■ **RECORDS TO PROCESS**:

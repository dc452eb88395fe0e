//! Bit-addressable buffer for UIC barcode encoding
//!
//! All multi-bit values are read and written most-significant bit first,
//! which is the bit order of ASN.1 UPER and of the SSB bit layout.
//!
//! # Usage Example
//!
//! ```rust
//! use uic_core::BitBuffer;
//!
//! let mut writer = BitBuffer::with_capacity_bits(16);
//! writer.put_bits(0b101, 3)?;
//! writer.put_bit(true)?;
//! let bytes = writer.into_bytes();
//! assert_eq!(bytes, vec![0b1011_0000]);
//!
//! let mut reader = BitBuffer::from_bytes(&bytes);
//! assert_eq!(reader.get_bits(3)?, 0b101);
//! assert!(reader.get_bit()?);
//! # Ok::<(), uic_core::UicError>(())
//! ```

use crate::error::{UicError, UicResult};

/// Fixed-capacity bit cursor over a byte sequence
///
/// One instance serves one encode or decode operation. The cursor only moves
/// forward during normal use; `seek` exists for layouts with fixed offsets
/// such as the SSB signature region.
///
/// # Capacity
///
/// Capacity is fixed at construction. Any request that would move the
/// cursor past it fails with `BufferUnderflow` (reads) or `BufferOverflow`
/// (writes). Storage for writers is allocated as bits are written.
#[derive(Debug, Clone, PartialEq, Eq)]
pub struct BitBuffer {
    data: Vec<u8>,
    capacity_bits: usize,
    position: usize,
    high_water: usize,
}

impl BitBuffer {
    /// Create a reader over a copy of `bytes`
    pub fn from_bytes(bytes: &[u8]) -> Self {
        Self {
            data: bytes.to_vec(),
            capacity_bits: bytes.len() * 8,
            position: 0,
            high_water: bytes.len() * 8,
        }
    }

    /// Create an empty writer that accepts at most `capacity_bits` bits
    pub fn with_capacity_bits(capacity_bits: usize) -> Self {
        Self {
            data: Vec::with_capacity(capacity_bits.div_ceil(8).min(4096)),
            capacity_bits,
            position: 0,
            high_water: 0,
        }
    }

    /// Create a zero-filled buffer of exactly `len` bytes
    ///
    /// Used for fixed-size layouts where fields are written at known offsets.
    pub fn zeroed(len: usize) -> Self {
        Self {
            data: vec![0u8; len],
            capacity_bits: len * 8,
            position: 0,
            high_water: len * 8,
        }
    }

    /// Current cursor position in bits
    pub fn position(&self) -> usize {
        self.position
    }

    /// Capacity in bits
    pub fn capacity(&self) -> usize {
        self.capacity_bits
    }

    /// Bits left between the cursor and the capacity
    pub fn remaining(&self) -> usize {
        self.capacity_bits - self.position
    }

    /// Move the cursor to an absolute bit position
    ///
    /// A position past the capacity means the data ends before it and
    /// fails with `BufferUnderflow`.
    pub fn seek(&mut self, position: usize) -> UicResult<()> {
        if position > self.capacity_bits {
            return Err(UicError::BufferUnderflow {
                needed: position - self.position,
                available: self.remaining(),
            });
        }
        self.position = position;
        Ok(())
    }

    fn check_read(&self, bits: usize) -> UicResult<()> {
        if bits > self.remaining() {
            return Err(UicError::BufferUnderflow {
                needed: bits,
                available: self.remaining(),
            });
        }
        Ok(())
    }

    fn check_write(&self, bits: usize) -> UicResult<()> {
        if bits > self.remaining() {
            return Err(UicError::BufferOverflow {
                needed: bits,
                available: self.remaining(),
            });
        }
        Ok(())
    }

    fn bit_at(&self, index: usize) -> bool {
        match self.data.get(index / 8) {
            Some(byte) => (byte >> (7 - (index % 8))) & 1 == 1,
            None => false,
        }
    }

    fn set_bit_at(&mut self, index: usize, bit: bool) {
        let octet = index / 8;
        if octet >= self.data.len() {
            self.data.resize(octet + 1, 0);
        }
        let mask = 1u8 << (7 - (index % 8));
        if bit {
            self.data[octet] |= mask;
        } else {
            self.data[octet] &= !mask;
        }
    }

    /// Read one bit
    pub fn get_bit(&mut self) -> UicResult<bool> {
        self.check_read(1)?;
        let bit = self.bit_at(self.position);
        self.position += 1;
        Ok(bit)
    }

    /// Read `n` bits (at most 64) as an unsigned big-endian value
    pub fn get_bits(&mut self, n: usize) -> UicResult<u64> {
        if n > 64 {
            return Err(UicError::Unsupported(format!(
                "cannot read {} bits into a 64-bit value",
                n
            )));
        }
        self.check_read(n)?;
        let mut value = 0u64;
        for i in 0..n {
            value = (value << 1) | u64::from(self.bit_at(self.position + i));
        }
        self.position += n;
        Ok(value)
    }

    /// Read `count` whole octets starting at the cursor (no alignment required)
    pub fn get_bytes(&mut self, count: usize) -> UicResult<Vec<u8>> {
        self.check_read(count * 8)?;
        let mut bytes = Vec::with_capacity(count);
        for _ in 0..count {
            bytes.push(self.get_bits(8)? as u8);
        }
        Ok(bytes)
    }

    /// Write one bit
    pub fn put_bit(&mut self, bit: bool) -> UicResult<()> {
        self.check_write(1)?;
        self.set_bit_at(self.position, bit);
        self.position += 1;
        self.high_water = self.high_water.max(self.position);
        Ok(())
    }

    /// Write the low `n` bits (at most 64) of `value`, most significant first
    ///
    /// Bits of `value` above `n` must be zero; a value that does not fit is
    /// rejected rather than silently truncated.
    pub fn put_bits(&mut self, value: u64, n: usize) -> UicResult<()> {
        if n > 64 {
            return Err(UicError::Unsupported(format!(
                "cannot write {} bits from a 64-bit value",
                n
            )));
        }
        if n < 64 && value >> n != 0 {
            return Err(UicError::ValueOutOfRange {
                value: value.min(i64::MAX as u64) as i64,
                min: 0,
                max: ((1u64 << n) - 1) as i64,
            });
        }
        self.check_write(n)?;
        for i in (0..n).rev() {
            self.set_bit_at(self.position, (value >> i) & 1 == 1);
            self.position += 1;
        }
        self.high_water = self.high_water.max(self.position);
        Ok(())
    }

    /// Write whole octets starting at the cursor
    pub fn put_bytes(&mut self, bytes: &[u8]) -> UicResult<()> {
        self.check_write(bytes.len() * 8)?;
        for &byte in bytes {
            self.put_bits(u64::from(byte), 8)?;
        }
        Ok(())
    }

    /// Advance the cursor to the next multiple of 8 bits
    ///
    /// When writing, the skipped bits are zero. No-op if already aligned.
    pub fn align_to_byte(&mut self) -> UicResult<()> {
        let padding = (8 - self.position % 8) % 8;
        if padding == 0 {
            return Ok(());
        }
        if padding > self.remaining() {
            return Err(UicError::BufferUnderflow {
                needed: padding,
                available: self.remaining(),
            });
        }
        for _ in 0..padding {
            let index = self.position;
            if index / 8 >= self.data.len() {
                self.set_bit_at(index, false);
            }
            self.position += 1;
        }
        self.high_water = self.high_water.max(self.position);
        Ok(())
    }

    /// Written content, rounded up to whole octets
    pub fn as_bytes(&self) -> &[u8] {
        let len = self.high_water.div_ceil(8).min(self.data.len());
        &self.data[..len]
    }

    /// Consume the buffer and return its content rounded up to whole octets
    ///
    /// Trailing bits of the last octet are zero.
    pub fn into_bytes(mut self) -> Vec<u8> {
        let len = self.high_water.div_ceil(8);
        self.data.resize(len, 0);
        self.data
    }
}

■ **ASSIGNMENT**: Print all of the data exactly as it was given.

■ **SOLUTION FOR THIS EXERCISE**:
repository dc452eb88395fe0e
//! Bit-addressable buffer for UIC barcode encoding
//!
//! All multi-bit values are read and written most-significant bit first,
//! which is the bit order of ASN.1 UPER and of the SSB bit layout.
//!
//! # Usage Example
//!
//! ```rust
//! use uic_core::BitBuffer;
//!
//! let mut writer = BitBuffer::with_capacity_bits(16);
//! writer.put_bits(0b101, 3)?;
//! writer.put_bit(true)?;
//! let bytes = writer.into_bytes();
//! assert_eq!(bytes, vec![0b1011_0000]);
//!
//! let mut reader = BitBuffer::from_bytes(&bytes);
//! assert_eq!(reader.get_bits(3)?, 0b101);
//! assert!(reader.get_bit()?);
//! # Ok::<(), uic_core::UicError>(())
//! ```

use crate::error::{UicError, UicResult};

/// Fixed-capacity bit cursor over a byte sequence
///
/// One instance serves one encode or decode operation. The cursor only moves
/// forward during normal use; `seek` exists for layouts with fixed offsets
/// such as the SSB signature region.
///
/// # Capacity
///
/// Capacity is fixed at construction. Any request that would move the
/// cursor past it fails with `BufferUnderflow` (reads) or `BufferOverflow`
/// (writes). Storage for writers is allocated as bits are written.
#[derive(Debug, Clone, PartialEq, Eq)]
pub struct BitBuffer {
    data: Vec<u8>,
    capacity_bits: usize,
    position: usize,
    high_water: usize,
}

impl BitBuffer {
    /// Create a reader over a copy of `bytes`
    pub fn from_bytes(bytes: &[u8]) -> Self {
        Self {
            data: bytes.to_vec(),
            capacity_bits: bytes.len() * 8,
            position: 0,
            high_water: bytes.len() * 8,
        }
    }

    /// Create an empty writer that accepts at most `capacity_bits` bits
    pub fn with_capacity_bits(capacity_bits: usize) -> Self {
        Self {
            data: Vec::with_capacity(capacity_bits.div_ceil(8).min(4096)),
            capacity_bits,
            position: 0,
            high_water: 0,
        }
    }

    /// Create a zero-filled buffer of exactly `len` bytes
    ///
    /// Used for fixed-size layouts where fields are written at known offsets.
    pub fn zeroed(len: usize) -> Self {
        Self {
            data: vec![0u8; len],
            capacity_bits: len * 8,
            position: 0,
            high_water: len * 8,
        }
    }

    /// Current cursor position in bits
    pub fn position(&self) -> usize {
        self.position
    }

    /// Capacity in bits
    pub fn capacity(&self) -> usize {
        self.capacity_bits
    }

    /// Bits left between the cursor and the capacity
    pub fn remaining(&self) -> usize {
        self.capacity_bits - self.position
    }

    /// Move the cursor to an absolute bit position
    ///
    /// A position past the capacity means the data ends before it and
    /// fails with `BufferUnderflow`.
    pub fn seek(&mut self, position: usize) -> UicResult<()> {
        if position > self.capacity_bits {
            return Err(UicError::BufferUnderflow {
                needed: position - self.position,
                available: self.remaining(),
            });
        }
        self.position = position;
        Ok(())
    }

    fn check_read(&self, bits: usize) -> UicResult<()> {
        if bits > self.remaining() {
            return Err(UicError::BufferUnderflow {
                needed: bits,
                available: self.remaining(),
            });
        }
        Ok(())
    }

    fn check_write(&self, bits: usize) -> UicResult<()> {
        if bits > self.remaining() {
            return Err(UicError::BufferOverflow {
                needed: bits,
                available: self.remaining(),
            });
        }
        Ok(())
    }

    fn bit_at(&self, index: usize) -> bool {
        match self.data.get(index / 8) {
            Some(byte) => (byte >> (7 - (index % 8))) & 1 == 1,
            None => false,
        }
    }

    fn set_bit_at(&mut self, index: usize, bit: bool) {
        let octet = index / 8;
        if octet >= self.data.len() {
            self.data.resize(octet + 1, 0);
        }
        let mask = 1u8 << (7 - (index % 8));
        if bit {
            self.data[octet] |= mask;
        } else {
            self.data[octet] &= !mask;
        }
    }

    /// Read one bit
    pub fn get_bit(&mut self) -> UicResult<bool> {
        self.check_read(1)?;
        let bit = self.bit_at(self.position);
        self.position += 1;
        Ok(bit)
    }

    /// Read `n` bits (at most 64) as an unsigned big-endian value
    pub fn get_bits(&mut self, n: usize) -> UicResult<u64> {
        if n > 64 {
            return Err(UicError::Unsupported(format!(
                "cannot read {} bits into a 64-bit value",
                n
            )));
        }
        self.check_read(n)?;
        let mut value = 0u64;
        for i in 0..n {
            value = (value << 1) | u64::from(self.bit_at(self.position + i));
        }
        self.position += n;
        Ok(value)
    }

    /// Read `count` whole octets starting at the cursor (no alignment required)
    pub fn get_bytes(&mut self, count: usize) -> UicResult<Vec<u8>> {
        self.check_read(count * 8)?;
        let mut bytes = Vec::with_capacity(count);
        for _ in 0..count {
            bytes.push(self.get_bits(8)? as u8);
        }
        Ok(bytes)
    }

    /// Write one bit
    pub fn put_bit(&mut self, bit: bool) -> UicResult<()> {
        self.check_write(1)?;
        self.set_bit_at(self.position, bit);
        self.position += 1;
        self.high_water = self.high_water.max(self.position);
        Ok(())
    }

    /// Write the low `n` bits (at most 64) of `value`, most significant first
    ///
    /// Bits of `value` above `n` must be zero; a value that does not fit is
    /// rejected rather than silently truncated.
    pub fn put_bits(&mut self, value: u64, n: usize) -> UicResult<()> {
        if n > 64 {
            return Err(UicError::Unsupported(format!(
                "cannot write {} bits from a 64-bit value",
                n
            )));
        }
        if n < 64 && value >> n != 0 {
            return Err(UicError::ValueOutOfRange {
                value: value.min(i64::MAX as u64) as i64,
                min: 0,
                max: ((1u64 << n) - 1) as i64,
            });
        }
        self.check_write(n)?;
        for i in (0..n).rev() {
            self.set_bit_at(self.position, (value >> i) & 1 == 1);
            self.position += 1;
        }
        self.high_water = self.high_water.max(self.position);
        Ok(())
    }

    /// Write whole octets starting at the cursor
    pub fn put_bytes(&mut self, bytes: &[u8]) -> UicResult<()> {
        self.check_write(bytes.len() * 8)?;
        for &byte in bytes {
            self.put_bits(u64::from(byte), 8)?;
        }
        Ok(())
    }

    /// Advance the cursor to the next multiple of 8 bits
    ///
    /// When writing, the skipped bits are zero. No-op if already aligned.
    pub fn align_to_byte(&mut self) -> UicResult<()> {
        let padding = (8 - self.position % 8) % 8;
        if padding == 0 {
            return Ok(());
        }
        if padding > self.remaining() {
            return Err(UicError::BufferUnderflow {
                needed: padding,
                available: self.remaining(),
            });
        }
        for _ in 0..padding {
            let index = self.position;
            if index / 8 >= self.data.len() {
                self.set_bit_at(index, false);
            }
            self.position += 1;
        }
        self.high_water = self.high_water.max(self.position);
        Ok(())
    }

    /// Written content, rounded up to whole octets
    pub fn as_bytes(&self) -> &[u8] {
        let len = self.high_water.div_ceil(8).min(self.data.len());
        &self.data[..len]
    }

    /// Consume the buffer and return its content rounded up to whole octets
    ///
    /// Trailing bits of the last octet are zero.
    pub fn into_bytes(mut self) -> Vec<u8> {
        let len = self.high_water.div_ceil(8);
        self.data.resize(len, 0);
        self.data
    }
}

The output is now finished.